Same Old New Year’s Resolutions?
A Word of Encouragement from Elizabeth Rice Handford

Every New Year’s Eve my father encouraged us children to make new year’s resolutions. And every year, for several years in my childhood, I remember that my first resolution was always “I will not talk to strangers.”

Looking back, I used to wonder why in the world I kept making such an odd resolution. Then, recently, I remembered. The year, 1932. Spring. Fort Worth, Texas. The exhibition hall at the Fat Stock Show. Me, not quite five years old.

My father rented a booth in the exhibition hall of the Fat Stock Show to give out free literature about the Gospel, and hopefully, to give Mother and him an opportunity to talk to people, one on one, about their relationship with Jesus. The hall was a kaleidoscope of fascinating booths with all kinds of intriguing things for sale. My two older sisters and I were given the freedom (I think!) to wander through the place while Mother and Daddy ministered to many people.

It was dusk when I happened to see outside the entrance a man selling popcorn. I went out to investigate, and had an interesting conversation with the popcorn man ‒‒
‒‒until my teenaged Uncle Bill loomed up in the dark. “Jimmy,” (my Texas name) “your daddy’s been looking all over the place for you. Come quickly!” I couldn’t understand my father’s intense reaction to my casual conversation with a popcorn man. I didn’t know then what dangers could threaten a little child in a wicked world. But I did understand, after his discipline, that I would never, ever again talk to a stranger out in the night away from the protection of my mother and father!
I didn’t know the why; I just knew the what. So year after year I made the same resolution.

It may be you find yourself, like me, making the same old New Year’s resolutions, sometimes with shame, some times with exasperation. Not knowing the why, we try to deal with the what. And it isn’t enough to fix the problem.

Are we are putting a bandaid on the symptom rather than digging down into the real, true, problem, and solving that? Is our impatience with a fellow employee because she deserves it, or do we feel a deep-down anger that we’ve not received the promotion we’d earned? Do I not lose weight but blame it on my spouse, rather than facing honestly that I don’t want to bear the hardship of denying my appetite? Am I unkind to my child because he really did wrong, or because he shatters my self-image of being a perfect parent?
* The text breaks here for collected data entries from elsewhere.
//! Shared data model for the benchdiff A/B performance harness.
//!
//! This crate holds the types every other benchdiff crate passes around and
//! has no knowledge of processes or version control.
//!
//! # Overview
//!
//! - [`HarnessConfig`]: executable, arguments, run counts and limits
//! - [`RevisionPair`]: the old/new revisions, resolved once per process
//! - [`BenchmarkScenario`]: a named set of extra executable flags
//! - [`MetricAggregate`]: mean fps over the measured runs
//! - [`ComparisonResult`] and [`Classification`]: the verdict for a scenario
//! - [`BenchError`]: error type for all harness operations

mod classification;
mod config;
mod error;
mod types;

pub use classification::{Classification, ComparisonResult};
pub use config::{
    FPS_PERCENTAGE_EPSILON, HarnessConfig, PROCESS_TIMEOUT, PluginSet, RUN_COUNT, WARMUP_RUNS,
};
pub use error::BenchError;
pub use types::{
    BenchmarkScenario, MetricAggregate, MetricSample, Revision, RevisionPair, default_scenarios,
};
//! Measurement and comparison pipeline for benchdiff.
//!
//! - [`ProcessLauncher`]: spawn the executable under test with a timeout
//! - [`MetricRunner`]: warm up, then average the fps of repeated runs
//! - [`BenchmarkComparator`]: measure one scenario at both revisions
//! - [`Orchestrator`]: resolve revisions, write the config, run every scenario

mod comparator;
mod emulator_config;
mod launcher;
mod metrics;
mod orchestrator;
mod report;
mod runner;

pub use comparator::BenchmarkComparator;
pub use emulator_config::ConfigPreparer;
pub use launcher::{Invocation, LaunchOutcome, Launcher, ProcessLauncher};
pub use metrics::{clear_metrics, read_metrics};
pub use orchestrator::Orchestrator;
pub use report::{ScenarioOutcome, ScenarioReport, failed_count, has_regressions, render_text};
pub use runner::{METRICS_FLAG, MetricRunner};
use serde::{Deserialize, Serialize};
use std::fmt;

/// Unique identifier for a persisted quiz attempt.
///
/// Signed because it maps directly onto a `SQLite` row id.
#[derive(Clone, Copy, PartialEq, Eq, Hash, PartialOrd, Ord, Serialize, Deserialize)]
pub struct AttemptId(i64);

impl AttemptId {
    /// Creates a new `AttemptId`
    #[must_use]
    pub fn new(id: i64) -> Self {
        Self(id)
    }

    /// Returns the underlying i64 value
    #[must_use]
    pub fn value(&self) -> i64 {
        self.0
    }
}

impl fmt::Debug for AttemptId {
    fn fmt(&self, f: &mut fmt::Formatter<'_>) -> fmt::Result {
        write!(f, "AttemptId({})", self.0)
    }
}

impl fmt::Display for AttemptId {
    fn fmt(&self, f: &mut fmt::Formatter<'_>) -> fmt::Result {
        write!(f, "{}", self.0)
    }
}
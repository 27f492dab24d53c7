/// Position of a session within its question list.
#[derive(Debug, Clone, Copy, PartialEq, Eq)]
pub struct SessionProgress {
    pub total: usize,
    pub answered: usize,
    pub remaining: usize,
    pub is_complete: bool,
}

impl SessionProgress {
    #[must_use]
    pub(crate) fn new(total: usize, answered: usize) -> Self {
        Self {
            total,
            answered,
            remaining: total.saturating_sub(answered),
            is_complete: answered >= total,
        }
    }
}
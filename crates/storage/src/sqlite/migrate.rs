use chrono::Utc;
use sqlx::SqlitePool;

use super::SqliteInitError;

/// Runs a single, consolidated migration for the current schema.
///
/// Creates the append-only attempt log and its listing index.
pub async fn run_migrations(pool: &SqlitePool) -> Result<(), SqliteInitError> {
    async fn is_applied(pool: &SqlitePool, version: i64) -> Result<bool, sqlx::Error> {
        let row = sqlx::query("SELECT 1 FROM schema_migrations WHERE version = ?1")
            .bind(version)
            .fetch_optional(pool)
            .await?;
        Ok(row.is_some())
    }

    sqlx::query(
        r"
            CREATE TABLE IF NOT EXISTS schema_migrations (
                version INTEGER PRIMARY KEY,
                applied_at TEXT NOT NULL
            );
            ",
    )
    .execute(pool)
    .await?;

    // Version 1: attempt log.
    if !is_applied(pool, 1).await? {
        let mut tx = pool.begin().await?;

        sqlx::query(
            r"
                CREATE TABLE IF NOT EXISTS attempts (
                    id INTEGER PRIMARY KEY,
                    recorded_at TEXT NOT NULL,
                    mode TEXT NOT NULL,
                    score INTEGER NOT NULL CHECK (score >= 0),
                    total INTEGER NOT NULL CHECK (total > 0),
                    percentage REAL NOT NULL,
                    domain_stats TEXT
                );
            ",
        )
        .execute(&mut *tx)
        .await?;

        sqlx::query(
            r"
                CREATE INDEX IF NOT EXISTS idx_attempts_recorded_at
                    ON attempts (recorded_at, id);
            ",
        )
        .execute(&mut *tx)
        .await?;

        sqlx::query(
            r"
                INSERT INTO schema_migrations (version, applied_at)
                VALUES (?1, ?2)
                ON CONFLICT(version) DO NOTHING
            ",
        )
        .bind(1_i64)
        .bind(Utc::now())
        .execute(&mut *tx)
        .await?;

        tx.commit().await?;
        tracing::debug!("applied attempt log schema migration");
    }

    Ok(())
}
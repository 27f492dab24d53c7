use quiz_core::model::{Attempt, AttemptId};

use super::SqliteRepository;
use super::mapping::{encode_domain_stats, map_attempt_row, mode_to_str};
use crate::repository::{AttemptRepository, StorageError};

#[async_trait::async_trait]
impl AttemptRepository for SqliteRepository {
    async fn append_attempt(&self, attempt: &Attempt) -> Result<AttemptId, StorageError> {
        let domain_stats = encode_domain_stats(attempt.domain_stats())?;

        let res = sqlx::query(
            r"
                INSERT INTO attempts (
                    recorded_at, mode, score, total, percentage, domain_stats
                )
                VALUES (?1, ?2, ?3, ?4, ?5, ?6)
            ",
        )
        .bind(attempt.recorded_at())
        .bind(mode_to_str(attempt.mode()))
        .bind(i64::from(attempt.score()))
        .bind(i64::from(attempt.total()))
        .bind(attempt.percentage())
        .bind(domain_stats)
        .execute(&self.pool)
        .await
        .map_err(|e| StorageError::Connection(e.to_string()))?;

        Ok(AttemptId::new(res.last_insert_rowid()))
    }

    async fn list_attempts(&self) -> Result<Vec<Attempt>, StorageError> {
        let rows = sqlx::query(
            r"
                SELECT recorded_at, mode, score, total, percentage, domain_stats
                FROM attempts
                ORDER BY id ASC
            ",
        )
        .fetch_all(&self.pool)
        .await
        .map_err(|e| StorageError::Connection(e.to_string()))?;

        let mut out = Vec::with_capacity(rows.len());
        for row in rows {
            out.push(map_attempt_row(&row)?);
        }

        Ok(out)
    }
}
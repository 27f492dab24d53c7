use serde::{Deserialize, Serialize};
use thiserror::Error;

//
// ─── ERRORS ────────────────────────────────────────────────────────────────────
//

#[derive(Debug, Error, Clone, PartialEq, Eq)]
#[non_exhaustive]
pub enum QuestionError {
    #[error("question prompt cannot be empty")]
    EmptyPrompt,

    #[error("question category cannot be empty")]
    EmptyCategory,

    #[error("question must offer at least two options")]
    TooFewOptions,

    #[error("correct answer index {index} is out of range for {options} options")]
    AnswerOutOfRange { index: usize, options: usize },
}

fn default_explanation() -> String {
    "No explanation provided.".to_string()
}

/// Raw question-bank entry before validation.
#[derive(Debug, Deserialize)]
struct QuestionRecord {
    question: String,
    options: Vec<String>,
    correct_answer: usize,
    category: String,
    #[serde(default)]
    is_pro: bool,
    #[serde(default = "default_explanation")]
    explanation: String,
}

//
// ─── QUESTION ──────────────────────────────────────────────────────────────────
//

/// One multiple-choice question from the bank.
///
/// Questions are read-only to the rest of the system: sessions, analytics,
/// and selection only ever inspect them. Deserialization goes through the
/// same validation as [`Question::new`], so the answer index is always in
/// range for an instance that exists.
#[derive(Debug, Clone, PartialEq, Eq, Serialize, Deserialize)]
#[serde(try_from = "QuestionRecord")]
pub struct Question {
    #[serde(rename = "question")]
    prompt: String,
    options: Vec<String>,
    correct_answer: usize,
    category: String,
    is_pro: bool,
    explanation: String,
}

impl Question {
    /// Validate and build a question.
    ///
    /// # Errors
    ///
    /// Returns `QuestionError` when the prompt or category is empty, fewer
    /// than two options are offered, or the answer index is out of range.
    pub fn new(
        prompt: impl Into<String>,
        options: Vec<String>,
        correct_answer: usize,
        category: impl Into<String>,
        is_pro: bool,
        explanation: impl Into<String>,
    ) -> Result<Self, QuestionError> {
        let prompt = prompt.into();
        let category = category.into();

        if prompt.trim().is_empty() {
            return Err(QuestionError::EmptyPrompt);
        }
        if category.trim().is_empty() {
            return Err(QuestionError::EmptyCategory);
        }
        if options.len() < 2 {
            return Err(QuestionError::TooFewOptions);
        }
        if correct_answer >= options.len() {
            return Err(QuestionError::AnswerOutOfRange {
                index: correct_answer,
                options: options.len(),
            });
        }

        Ok(Self {
            prompt,
            options,
            correct_answer,
            category,
            is_pro,
            explanation: explanation.into(),
        })
    }

    #[must_use]
    pub fn prompt(&self) -> &str {
        &self.prompt
    }

    #[must_use]
    pub fn options(&self) -> &[String] {
        &self.options
    }

    /// Zero-based index of the correct option.
    #[must_use]
    pub fn correct_answer(&self) -> usize {
        self.correct_answer
    }

    /// Text of the correct option. In range by construction.
    #[must_use]
    pub fn correct_option(&self) -> &str {
        &self.options[self.correct_answer]
    }

    #[must_use]
    pub fn category(&self) -> &str {
        &self.category
    }

    /// Whether the question belongs to the paid tier.
    #[must_use]
    pub fn is_pro(&self) -> bool {
        self.is_pro
    }

    #[must_use]
    pub fn explanation(&self) -> &str {
        &self.explanation
    }
}

impl TryFrom<QuestionRecord> for Question {
    type Error = QuestionError;

    fn try_from(record: QuestionRecord) -> Result<Self, Self::Error> {
        Question::new(
            record.question,
            record.options,
            record.correct_answer,
            record.category,
            record.is_pro,
            record.explanation,
        )
    }
}

//
// ─── TESTS ─────────────────────────────────────────────────────────────────────
//
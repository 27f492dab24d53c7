//! Scorecard computation over a mode-filtered attempt history.

use std::collections::BTreeMap;

use quiz_core::model::{Attempt, QuizMode};

use super::domains::averaged_domains;

/// Number of most recent attempts considered for trend and stability.
pub const RECENT_WINDOW: usize = 5;

/// Knowledge domains on the real exam, used for coverage reporting.
pub const TOTAL_EXAM_DOMAINS: usize = 10;

//
// ─── TREND ─────────────────────────────────────────────────────────────────────
//

/// Direction of recent performance relative to the lifetime average.
#[derive(Debug, Clone, Copy, PartialEq, Eq)]
pub enum Trend {
    Improving,
    Declining,
    Stable,
}

impl Trend {
    fn from_averages(recent: f64, lifetime: f64) -> Self {
        if recent > lifetime {
            Trend::Improving
        } else if recent < lifetime {
            Trend::Declining
        } else {
            Trend::Stable
        }
    }
}

//
// ─── WEAKNESS SEVERITY ─────────────────────────────────────────────────────────
//

/// How badly the weakest domain is lagging.
#[derive(Debug, Clone, Copy, PartialEq, Eq)]
pub enum WeaknessSeverity {
    /// Averaged percentage below 50.
    Critical,
    /// Averaged percentage in [50, 70).
    Moderate,
    /// Averaged percentage at or above 70.
    Minor,
}

impl WeaknessSeverity {
    #[must_use]
    pub fn from_percent(percent: f64) -> Self {
        if percent < 50.0 {
            WeaknessSeverity::Critical
        } else if percent < 70.0 {
            WeaknessSeverity::Moderate
        } else {
            WeaknessSeverity::Minor
        }
    }
}

//
// ─── RECOMMENDATION ────────────────────────────────────────────────────────────
//

/// Study recommendation derived from the readiness score.
#[derive(Debug, Clone, Copy, PartialEq, Eq)]
pub enum Recommendation {
    /// Readiness at or above 80.
    ExamReady,
    /// Readiness in [60, 80).
    GoodProgress,
    /// Readiness below 60.
    Fundamentals,
}

impl Recommendation {
    #[must_use]
    pub fn from_readiness(score: f64) -> Self {
        if score >= 80.0 {
            Recommendation::ExamReady
        } else if score >= 60.0 {
            Recommendation::GoodProgress
        } else {
            Recommendation::Fundamentals
        }
    }

    /// Human-readable guidance for this recommendation.
    #[must_use]
    pub fn guidance(self) -> &'static str {
        match self {
            Recommendation::ExamReady => {
                "You are exam-ready. Focus on mock simulation endurance."
            }
            Recommendation::GoodProgress => {
                "Good progress. Strengthen weak domains and improve stability."
            }
            Recommendation::Fundamentals => {
                "Focus on fundamentals. Increase structured practice."
            }
        }
    }
}

//
// ─── REPORT ────────────────────────────────────────────────────────────────────
//

/// Performance scorecard over the attempts of a single quiz mode.
///
/// Built from stored percentages only; the frozen-at-write values are never
/// recomputed from score/total. All fields are plain data so the
/// presentation layer can format them freely.
#[derive(Debug, Clone, PartialEq)]
pub struct PerformanceReport {
    pub lifetime_average: f64,
    pub best_score: f64,
    /// Mean over the last [`RECENT_WINDOW`] attempts, fewer if the history
    /// is shorter. Never zero-padded.
    pub recent_average: f64,
    pub trend: Trend,
    /// `max(0, 100 - variance)` over the recent window; exactly 100 when the
    /// window holds at most one attempt.
    pub stability_score: f64,
    /// Mean of per-domain lifetime averages, one equal-weight vote per
    /// category regardless of question counts. Zero without domain data.
    pub domain_balance: f64,
    /// `0.5 * recent + 0.3 * lifetime + 0.2 * balance`, capped at 100.
    pub readiness_score: f64,
    pub recommendation: Recommendation,
    /// All-time strongest domain with its averaged percentage.
    pub strongest_domain: Option<(String, f64)>,
    /// All-time weakest domain with its averaged percentage. Computed over
    /// the full history, unlike the per-latest-attempt selection-bias signal
    /// from [`super::latest_weakest_domain`].
    pub weakest_domain: Option<(String, f64)>,
    pub weakness_severity: Option<WeaknessSeverity>,
    pub total_attempts: usize,
    pub total_questions_attempted: u64,
    /// Distinct domains with at least one observation, out of
    /// [`TOTAL_EXAM_DOMAINS`].
    pub domains_attempted: usize,
}
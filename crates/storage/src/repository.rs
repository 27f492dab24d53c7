use async_trait::async_trait;
use quiz_core::model::{Attempt, AttemptId};
use std::sync::{Arc, Mutex};
use thiserror::Error;

/// Errors surfaced by storage adapters.
#[derive(Debug, Error)]
#[non_exhaustive]
pub enum StorageError {
    #[error("not found")]
    NotFound,

    #[error("conflict")]
    Conflict,

    #[error("connection error: {0}")]
    Connection(String),

    #[error("serialization error: {0}")]
    Serialization(String),
}

/// Append-only log of completed quiz attempts.
///
/// Attempts are immutable once written; `list_attempts` returns them in
/// insertion order, which is also chronological order since attempts are
/// recorded as sessions finish.
#[async_trait]
pub trait AttemptRepository: Send + Sync {
    /// Persist one completed attempt and return its storage id.
    ///
    /// The attempt carries its percentage frozen at creation time; the
    /// repository stores it verbatim.
    ///
    /// # Errors
    ///
    /// Returns `StorageError` if the attempt cannot be stored.
    async fn append_attempt(&self, attempt: &Attempt) -> Result<AttemptId, StorageError>;

    /// All attempts in insertion (chronological) order.
    ///
    /// Returns an empty vector when no attempts exist.
    ///
    /// # Errors
    ///
    /// Returns `StorageError` on connection or decoding failures.
    async fn list_attempts(&self) -> Result<Vec<Attempt>, StorageError>;
}

/// Simple in-memory attempt log for testing and prototyping.
#[derive(Clone, Default)]
pub struct InMemoryRepository {
    attempts: Arc<Mutex<Vec<Attempt>>>,
}

impl InMemoryRepository {
    #[must_use]
    pub fn new() -> Self {
        Self::default()
    }
}

#[async_trait]
impl AttemptRepository for InMemoryRepository {
    async fn append_attempt(&self, attempt: &Attempt) -> Result<AttemptId, StorageError> {
        let mut guard = self
            .attempts
            .lock()
            .map_err(|e| StorageError::Connection(e.to_string()))?;
        guard.push(attempt.clone());
        let id = i64::try_from(guard.len())
            .map_err(|_| StorageError::Serialization("attempt id overflow".into()))?;
        Ok(AttemptId::new(id))
    }

    async fn list_attempts(&self) -> Result<Vec<Attempt>, StorageError> {
        let guard = self
            .attempts
            .lock()
            .map_err(|e| StorageError::Connection(e.to_string()))?;
        Ok(guard.clone())
    }
}

/// Aggregates repositories behind trait objects for easy backend swapping.
#[derive(Clone)]
pub struct Storage {
    pub attempts: Arc<dyn AttemptRepository>,
}

impl Storage {
    #[must_use]
    pub fn in_memory() -> Self {
        let attempts: Arc<dyn AttemptRepository> = Arc::new(InMemoryRepository::new());
        Self { attempts }
    }
}
//! Adaptive question selection for mock exams and practice sets.

use rand::Rng;
use rand::seq::{IndexedRandom, SliceRandom};
use std::collections::BTreeMap;

use quiz_core::model::Question;

/// Nominal question count of a full mock exam.
pub const MOCK_EXAM_SIZE: usize = 180;

/// Question count of a free practice session.
pub const PRACTICE_SET_SIZE: usize = 25;

/// Builds a category-weighted mock exam from the pro question pool.
///
/// Quotas are distributed evenly across categories, then biased toward a
/// caller-supplied weakest domain: that category gains `boost` slots while
/// every other category sheds one, but never below `floor`. The rebalance is
/// deliberately approximate; combined with per-category pool caps the final
/// selection can land above or below `target`, and callers read the actual
/// length rather than assuming the nominal size.
#[derive(Debug, Clone)]
pub struct MockExamBuilder {
    target: usize,
    boost: usize,
    floor: usize,
}

impl MockExamBuilder {
    #[must_use]
    pub fn new() -> Self {
        Self {
            target: MOCK_EXAM_SIZE,
            boost: 10,
            floor: 5,
        }
    }

    /// Override the nominal exam size.
    #[must_use]
    pub fn with_target(mut self, target: usize) -> Self {
        self.target = target;
        self
    }

    /// Override the slots added to the weakest category.
    #[must_use]
    pub fn with_boost(mut self, boost: usize) -> Self {
        self.boost = boost;
        self
    }

    /// Override the per-category quota floor.
    #[must_use]
    pub fn with_floor(mut self, floor: usize) -> Self {
        self.floor = floor;
        self
    }

    /// Assemble the exam.
    ///
    /// Only `is_pro` questions are eligible. A `weakest` category absent
    /// from the pool is ignored and the distribution stays unweighted. Zero
    /// eligible categories yield an empty selection, not an error.
    pub fn build<R: Rng + ?Sized>(
        &self,
        pool: &[Question],
        weakest: Option<&str>,
        rng: &mut R,
    ) -> Vec<Question> {
        let mut groups: BTreeMap<&str, Vec<&Question>> = BTreeMap::new();
        for question in pool.iter().filter(|q| q.is_pro()) {
            groups.entry(question.category()).or_default().push(question);
        }
        if groups.is_empty() {
            return Vec::new();
        }

        // Even split, remainder to the first categories in iteration order.
        let base = self.target / groups.len();
        let remainder = self.target - base * groups.len();
        let mut quotas: BTreeMap<&str, usize> = groups.keys().map(|cat| (*cat, base)).collect();
        for (i, quota) in quotas.values_mut().enumerate() {
            if i < remainder {
                *quota += 1;
            }
        }

        if let Some(weak) = weakest.filter(|w| quotas.contains_key(*w)) {
            if let Some(quota) = quotas.get_mut(weak) {
                *quota += self.boost;
            }
            for (&cat, quota) in &mut quotas {
                if cat != weak && *quota > self.floor {
                    *quota -= 1;
                }
            }
        }

        let mut selected: Vec<Question> = Vec::new();
        for (cat, questions) in &groups {
            let take = quotas.get(cat).copied().unwrap_or(0).min(questions.len());
            selected.extend(
                questions
                    .choose_multiple(rng, take)
                    .map(|question| (*question).clone()),
            );
        }
        selected.shuffle(rng);

        tracing::debug!(
            requested = self.target,
            selected = selected.len(),
            weakest = weakest.unwrap_or("none"),
            "built adaptive mock exam"
        );
        selected
    }
}

impl Default for MockExamBuilder {
    fn default() -> Self {
        Self::new()
    }
}

/// Uniform sample of free-tier questions for a practice session.
///
/// Draws `min(count, pool)` questions without replacement and shuffles the
/// result. No category weighting applies to practice.
pub fn build_practice_set<R: Rng + ?Sized>(
    pool: &[Question],
    count: usize,
    rng: &mut R,
) -> Vec<Question> {
    let free: Vec<&Question> = pool.iter().filter(|q| !q.is_pro()).collect();
    let take = count.min(free.len());
    let mut selected: Vec<Question> = free
        .choose_multiple(rng, take)
        .map(|question| (*question).clone())
        .collect();
    selected.shuffle(rng);
    selected
}

//
// ─── TESTS ─────────────────────────────────────────────────────────────────────
//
Not until God helps us to face ourselves on the deep-down, intimate heart level with absolute honesty will we be able to change our surface behavior. It’s so hard to admit the real need. But resolutions won’t help until we resolve to change the basic cause.

Israel’s King David prayed,

Search me, O God, and know my heart;
test me and know my thoughts.
Point out anything in me that offends You,
and lead me along the path of everlasting life.
 Psalm 139:23.24

And, by the way, in the many years since, I have never again strayed alone into the dark to talk to a strange man selling popcorn!